Interventions for basal cell carcinoma of the skin.

作者信息

Thomson Jason, Hogan Sarah, Leonardi-Bee Jo, Williams Hywel C, Bath-Hextall Fiona J

机构信息

Department of Dermatology, Royal London Hospital, Barts Health NHS Trust, London, UK.

Centre for Evidence Based Healthcare, Division of Epidemiology and Public Health, Clinical Sciences Building Phase 2, University of Nottingham, Nottingham, UK.

出版信息

Cochrane Database Syst Rev. 2020 Nov 17;11(11):CD003412. doi: 10.1002/14651858.CD003412.pub3.

Abstract

BACKGROUND

Basal cell carcinoma (BCC) is the commonest cancer affecting white-skinned individuals, and worldwide incidence is increasing. Although rarely fatal, BCC is associated with significant morbidity and costs. First-line treatment is usually surgical excision, but alternatives are available.
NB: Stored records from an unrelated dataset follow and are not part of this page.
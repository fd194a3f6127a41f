//! Workflow registration endpoints

use reqwest::Method;
use tracing::{debug, info};
use wms_core::domain::session::{RunMetadata, RunParameters, WorkflowSession};
use wms_core::dto::workflow::{CreatedWorkflow, CreateWorkflowForm};

use crate::error::{MonitorError, Result};
use crate::{CREATE_WORKFLOW_ENDPOINT, WmsClient, workflow_endpoint};

impl WmsClient {
    // =============================================================================
    // Workflow Registration
    // =============================================================================

    /// Create a workflow on the server, or re-bind to an existing one
    ///
    /// Sends the run's command and working directory to `/create_workflow`
    /// (with `params` as query string), then pushes `params` to
    /// `/api/workflow/<id>` so the server shows the right display metadata.
    ///
    /// # Arguments
    /// * `metadata` - Command and directory of the run
    /// * `params` - Named run parameters, including the workflow name
    ///
    /// # Returns
    /// The session bound to the server-issued workflow id
    pub async fn create_or_retrieve_workflow(
        &self,
        metadata: &RunMetadata,
        params: &RunParameters,
    ) -> Result<WorkflowSession> {
        let workdir = metadata
            .working_directory()
            .map_err(MonitorError::WorkingDirectory)?;

        let form = CreateWorkflowForm {
            command: metadata.command.clone(),
            workdir: workdir.display().to_string(),
        };

        let url = self.endpoint_url(CREATE_WORKFLOW_ENDPOINT);
        debug!("Creating workflow (workdir: {})", form.workdir);

        let response = self
            .request(Method::GET, &url)
            .query(params)
            .form(&form)
            .send()
            .await?;

        self.classifier
            .classify(response.status().as_u16(), CREATE_WORKFLOW_ENDPOINT)?;

        let created: CreatedWorkflow = response
            .json()
            .await
            .map_err(|e| MonitorError::malformed(CREATE_WORKFLOW_ENDPOINT, e.to_string()))?;

        let id = created.id.ok_or_else(|| {
            MonitorError::malformed(CREATE_WORKFLOW_ENDPOINT, "response has no `id` field")
        })?;

        self.update_workflow(&id, params).await?;

        info!("Monitoring workflow {} on {}", id, self.base_url);
        Ok(WorkflowSession::new(
            self.base_url.clone(),
            id,
            self.token.clone(),
        ))
    }

    /// Update the server-side display metadata of workflow `id`
    ///
    /// # Arguments
    /// * `id` - The workflow id issued by the server
    /// * `params` - Named run parameters, sent as a JSON body
    pub async fn update_workflow(&self, id: &str, params: &RunParameters) -> Result<()> {
        let endpoint = workflow_endpoint(id);
        let url = self.workflow_url(id)?;

        let response = self.request(Method::PUT, url).json(params).send().await?;

        self.classifier
            .classify(response.status().as_u16(), &endpoint)?;

        Ok(())
    }
}
//! Status update endpoint

use chrono::{DateTime, Local, TimeZone};
use reqwest::Method;
use tracing::debug;
use wms_core::domain::event::LogEvent;
use wms_core::domain::session::WorkflowSession;
use wms_core::dto::workflow::StatusUpdateForm;

use crate::error::Result;
use crate::{UPDATE_STATUS_ENDPOINT, WmsClient};

/// Formats a time the way C's `asctime` does, e.g. `Sun Oct 18 09:05:01 2026`
pub fn asctime<Tz: TimeZone>(time: &DateTime<Tz>) -> String
where
    Tz::Offset: std::fmt::Display,
{
    time.format("%a %b %e %H:%M:%S %Y").to_string()
}

impl WmsClient {
    /// Send one log event to the server under `session`
    ///
    /// # Arguments
    /// * `session` - The active workflow session
    /// * `event` - The log event; normalized before sending
    pub async fn report_status(&self, session: &WorkflowSession, event: &LogEvent) -> Result<()> {
        let form = StatusUpdateForm {
            msg: event.normalize()?,
            timestamp: asctime(&Local::now()),
            id: session.workflow_id.clone(),
        };

        let url = format!("{}{}", session.server_address, UPDATE_STATUS_ENDPOINT);
        debug!("Reporting status for workflow {}", session.workflow_id);

        let response = self.request(Method::POST, &url).form(&form).send().await?;

        self.classifier
            .classify(response.status().as_u16(), UPDATE_STATUS_ENDPOINT)?;

        Ok(())
    }
}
New published studies and the development of non-surgical treatments meant an update of our Cochrane Review (first published in 2003, and previously updated in 2007) was timely.

OBJECTIVES

To assess the effects of interventions for BCC in immunocompetent adults.

SEARCH METHODS

We updated our searches of the following databases to November 2019: Cochrane Skin Group Specialised Register, CENTRAL, MEDLINE, Embase, CINAHL, and LILACS.

SELECTION CRITERIA

Randomised controlled trials (RCTs) of interventions for BCC in immunocompetent adults with histologically-proven, primary BCC. Eligible comparators were placebo, active treatment, other treatments, or no treatment.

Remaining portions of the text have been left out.